# A Gold Story



## Casper (Oct 16, 2013)

*A Golf Story*

_*A golfer was involved in a terrible car crash and was rushed to the* *hospital. *

* Just before he was put under, the surgeon popped in to see him.

"I have some good news and some bad news," says the surgeon.

"The bad news is that I have to remove your right arm!"

"Oh God no!" cries the man "My golfing is over! Please Doc, what's the good
news?"

"The good news is, I have another one to replace it with, but it's a woman's
arm.

I'll need your permission before I go ahead with the transplant."

"Go for it doc" says the man. "As long as I can play golf again.."

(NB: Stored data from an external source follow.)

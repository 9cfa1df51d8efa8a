use crate::error::AdapterError;
use crate::sink::Sink;
use crate::source::Source;
use async_trait::async_trait;
use hermod_message::Message;
use std::sync::atomic::{AtomicUsize, Ordering};
use std::sync::Mutex;

/// A script of canned results consumed in order, then cycled (index
/// wraps) so a short alternating pattern (e.g. `[Err, Ok]`) repeats
/// forever — enough to drive the reconnect-and-flicker scenario (spec
/// §8.5) where `Ping` toggles error/nil every tick.
struct Script<T> {
    steps: Vec<T>,
    next: AtomicUsize,
}

impl<T: Clone> Script<T> {
    fn new(steps: Vec<T>) -> Self {
        Self {
            steps,
            next: AtomicUsize::new(0),
        }
    }

    fn step(&self) -> Option<T> {
        if self.steps.is_empty() {
            return None;
        }
        let i = self.next.fetch_add(1, Ordering::Relaxed) % self.steps.len();
        Some(self.steps[i].clone())
    }
}

/// A scriptable in-memory [`Source`] test double (spec §6 "this is the
/// adapter-boundary test double the spec's scenarios assume").
pub struct MockSource {
    reads: Script<Result<Option<Message>, MockError>>,
    pings: Script<Result<(), MockError>>,
    acked: Mutex<Vec<Message>>,
}

/// A cloneable stand-in for [`AdapterError`], which does not implement
/// `Clone` (its variants carry owned strings scripted once and replayed
/// many times).
#[derive(Debug, Clone)]
pub enum MockError {
    /// See [`AdapterError::Io`].
    Io(String),
}

impl From<MockError> for AdapterError {
    fn from(err: MockError) -> Self {
        match err {
            MockError::Io(msg) => AdapterError::Io(msg),
        }
    }
}

impl MockSource {
    /// Build a mock that always returns no message and always pings
    /// healthy, until reconfigured with [`MockSource::with_reads`] /
    /// [`MockSource::with_pings`].
    #[must_use]
    pub fn new() -> Self {
        Self {
            reads: Script::new(vec![Ok(None)]),
            pings: Script::new(vec![Ok(())]),
            acked: Mutex::new(Vec::new()),
        }
    }

    /// Script the sequence of `read` results (cycles once exhausted).
    #[must_use]
    pub fn with_reads(mut self, reads: Vec<Result<Option<Message>, MockError>>) -> Self {
        self.reads = Script::new(reads);
        self
    }

    /// Script the sequence of `ping` results (cycles once exhausted).
    #[must_use]
    pub fn with_pings(mut self, pings: Vec<Result<(), MockError>>) -> Self {
        self.pings = Script::new(pings);
        self
    }

    /// Messages acknowledged so far, in order.
    pub fn acked(&self) -> Vec<Message> {
        self.acked.lock().expect("mock source lock poisoned").clone()
    }
}

impl Default for MockSource {
    fn default() -> Self {
        Self::new()
    }
}

#[async_trait]
impl Source for MockSource {
    async fn read(&self) -> Result<Option<Message>, AdapterError> {
        match self.reads.step() {
            Some(Ok(msg)) => Ok(msg),
            Some(Err(err)) => Err(err.into()),
            None => Ok(None),
        }
    }

    async fn ack(&self, message: &Message) -> Result<(), AdapterError> {
        self.acked
            .lock()
            .expect("mock source lock poisoned")
            .push(message.clone());
        Ok(())
    }

    async fn ping(&self) -> Result<(), AdapterError> {
        match self.pings.step() {
            Some(Ok(())) => Ok(()),
            Some(Err(err)) => Err(err.into()),
            None => Ok(()),
        }
    }

    async fn close(&self) -> Result<(), AdapterError> {
        Ok(())
    }
}

/// A scriptable in-memory [`Sink`] test double.
pub struct MockSink {
    writes: Script<Result<(), MockError>>,
    received: Mutex<Vec<Message>>,
}

impl MockSink {
    /// Build a mock that accepts every write.
    #[must_use]
    pub fn new() -> Self {
        Self {
            writes: Script::new(vec![Ok(())]),
            received: Mutex::new(Vec::new()),
        }
    }

    /// Script the sequence of `write` results (cycles once exhausted).
    #[must_use]
    pub fn with_writes(mut self, writes: Vec<Result<(), MockError>>) -> Self {
        self.writes = Script::new(writes);
        self
    }

    /// Messages accepted so far, in order.
    pub fn received(&self) -> Vec<Message> {
        self.received.lock().expect("mock sink lock poisoned").clone()
    }
}

impl Default for MockSink {
    fn default() -> Self {
        Self::new()
    }
}

#[async_trait]
impl Sink for MockSink {
    async fn write(&self, message: &Message) -> Result<(), AdapterError> {
        match self.writes.step() {
            Some(Ok(())) => {
                self.received
                    .lock()
                    .expect("mock sink lock poisoned")
                    .push(message.clone());
                Ok(())
            }
            Some(Err(err)) => Err(err.into()),
            None => Ok(()),
        }
    }

    async fn ping(&self) -> Result<(), AdapterError> {
        Ok(())
    }

    async fn close(&self) -> Result<(), AdapterError> {
        Ok(())
    }
}

#[cfg(test)]
mod tests {
    use super::*;

    #[tokio::test]
    async fn mock_source_cycles_its_script() {
        let source = MockSource::new().with_pings(vec![
            Err(MockError::Io("down".into())),
            Ok(()),
        ]);
        assert!(source.ping().await.is_err());
        assert!(source.ping().await.is_ok());
        assert!(source.ping().await.is_err());
    }

    #[tokio::test]
    async fn mock_source_records_acks() {
        let source = MockSource::new();
        let msg = Message::default();
        source.ack(&msg).await.unwrap();
        assert_eq!(source.acked().len(), 1);
    }

    #[tokio::test]
    async fn mock_sink_records_writes_and_replays_errors() {
        let sink = MockSink::new().with_writes(vec![Ok(()), Err(MockError::Io("full".into()))]);
        let msg = Message::default();
        sink.write(&msg).await.unwrap();
        assert!(sink.write(&msg).await.is_err());
        assert_eq!(sink.received().len(), 1);
    }
}
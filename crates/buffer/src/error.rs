//! Buffer errors (spec §4.7).

use thiserror::Error;

/// Errors surfaced by a [`Producer`](crate::Producer).
#[derive(Debug, Error)]
pub enum BufferError {
    /// The buffer is at capacity and the caller asked for a non-blocking
    /// enqueue (spec §4.7 "backpressure on full").
    #[error("buffer is full")]
    Full,
    /// The buffer has been closed; no further messages will be accepted.
    #[error("buffer closed")]
    Closed,
    /// A file-backed page failed to read or write.
    #[error("file buffer I/O error: {0}")]
    Io(#[from] std::io::Error),
    /// A spilled page failed to (de)serialize.
    #[error("file buffer codec error: {0}")]
    Codec(#[from] serde_json::Error),
}
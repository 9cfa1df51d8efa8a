//! Multi-source fan-in (spec §4.5): a workflow's `source` nodes each own
//! an adapter; every inbound message is tagged with its originating
//! node id so a later `ack` and the router's ingress resolution both
//! know which sub-source it came from.

use hermod_adapter::{AdapterError, Source};
use hermod_core::NodeId;
use hermod_message::Message;
use std::collections::BTreeMap;
use std::sync::Arc;

/// One source node's adapter, keyed by the node id the router expects
/// to see in [`hermod_message::META_SOURCE_NODE_ID`].
struct SubSource {
    node_id: NodeId,
    adapter: Arc<dyn Source>,
}

/// Fans multiple source adapters into a single read/ack/ping surface.
///
/// Reads round-robin across sub-sources so one noisy source can't starve
/// the others; each returned message is tagged with the sub-source's
/// node id before being handed to the router.
pub struct MultiSource {
    subs: Vec<SubSource>,
    next: std::sync::atomic::AtomicUsize,
}

impl MultiSource {
    /// Build a fan-in over `sources`, a `(node id, adapter)` pair per
    /// `source`-typed DAG node.
    #[must_use]
    pub fn new(sources: Vec<(NodeId, Arc<dyn Source>)>) -> Self {
        Self {
            subs: sources
                .into_iter()
                .map(|(node_id, adapter)| SubSource { node_id, adapter })
                .collect(),
            next: std::sync::atomic::AtomicUsize::new(0),
        }
    }

    /// Poll each sub-source in round-robin order, starting from the one
    /// after the last that yielded a message; returns the first message
    /// found, tagged with its originating node id. `Ok(None)` means no
    /// sub-source currently has anything to read.
    pub async fn read(&self) -> Result<Option<Message>, AdapterError> {
        let len = self.subs.len();
        if len == 0 {
            return Ok(None);
        }
        let start = self.next.load(std::sync::atomic::Ordering::Relaxed) % len;
        for offset in 0..len {
            let idx = (start + offset) % len;
            let sub = &self.subs[idx];
            if let Some(mut message) = sub.adapter.read().await? {
                message.set_source_node_id(sub.node_id.to_string());
                self.next.store((idx + 1) % len, std::sync::atomic::Ordering::Relaxed);
                return Ok(Some(message));
            }
        }
        Ok(None)
    }

    /// Acknowledge `message` against the sub-source it was tagged with.
    /// Falls back to the first sub-source if the tag is missing or
    /// unknown (mirrors the router's own ingress fallback).
    pub async fn ack(&self, message: &Message) -> Result<(), AdapterError> {
        self.resolve(message).adapter.ack(message).await
    }

    /// Ping every sub-source; returns the first error encountered, if
    /// any (spec §4.5 "Ping returns first error").
    pub async fn ping(&self) -> Result<(), AdapterError> {
        for sub in &self.subs {
            sub.adapter.ping().await?;
        }
        Ok(())
    }

    /// Close every sub-source; returns the first error encountered, if
    /// any, after attempting to close all of them.
    pub async fn close(&self) -> Result<(), AdapterError> {
        let mut first_err = None;
        for sub in &self.subs {
            if let Err(err) = sub.adapter.close().await {
                first_err.get_or_insert(err);
            }
        }
        first_err.map_or(Ok(()), Err)
    }

    /// Union of every stateful sub-source's persisted state, each key
    /// namespaced by its owning node id (spec §4.5 "State is a union of
    /// per-sub-source states with the nodeId as namespace prefix").
    /// Sub-sources that don't implement [`hermod_adapter::Stateful`]
    /// contribute nothing.
    #[must_use]
    pub fn get_state(&self) -> BTreeMap<String, String> {
        let mut merged = BTreeMap::new();
        for sub in &self.subs {
            let Some(stateful) = sub.adapter.as_stateful() else { continue };
            for (key, value) in stateful.get_state() {
                merged.insert(format!("{}:{key}", sub.node_id), value);
            }
        }
        merged
    }

    /// Split a namespaced snapshot from [`MultiSource::get_state`] back
    /// out to each sub-source by its node-id prefix.
    pub fn set_state(&self, state: BTreeMap<String, String>) {
        let mut by_node: std::collections::HashMap<NodeId, BTreeMap<String, String>> =
            std::collections::HashMap::new();
        for (key, value) in state {
            let Some((prefix, rest)) = key.split_once(':') else { continue };
            let Ok(node_id) = NodeId::parse(prefix) else { continue };
            by_node.entry(node_id).or_default().insert(rest.to_string(), value);
        }
        for sub in &self.subs {
            if let Some(stateful) = sub.adapter.as_stateful() {
                if let Some(state) = by_node.remove(&sub.node_id) {
                    stateful.set_state(state);
                }
            }
        }
    }

    fn resolve(&self, message: &Message) -> &SubSource {
        message
            .source_node_id()
            .and_then(|raw| NodeId::parse(raw).ok())
            .and_then(|id| self.subs.iter().find(|sub| sub.node_id == id))
            .unwrap_or(&self.subs[0])
    }
}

The operation went well and a year later the man was out on the golf course
when he bumped into the surgeon. "Hi, how's the new arm?" asks the surgeon.

"Just great," says the businessman. "I'm playing the best golf of my life.

My new arm has a much finer touch and my putting has really improved."

"That's great," said the surgeon.

"Not only that," continued the golfer, "my handwriting has improved, I've
learned how to sew my own clothes and I've even taken up painting landscapes
in watercolours."*


*"Unbelievable!" said the surgeon, "I'm so glad to hear the transplant was
such a great success. Are you having any side effects?"

"Well, just one problem," said the golfer.

"Every time I get an erection, I also get a headache.*

_


----------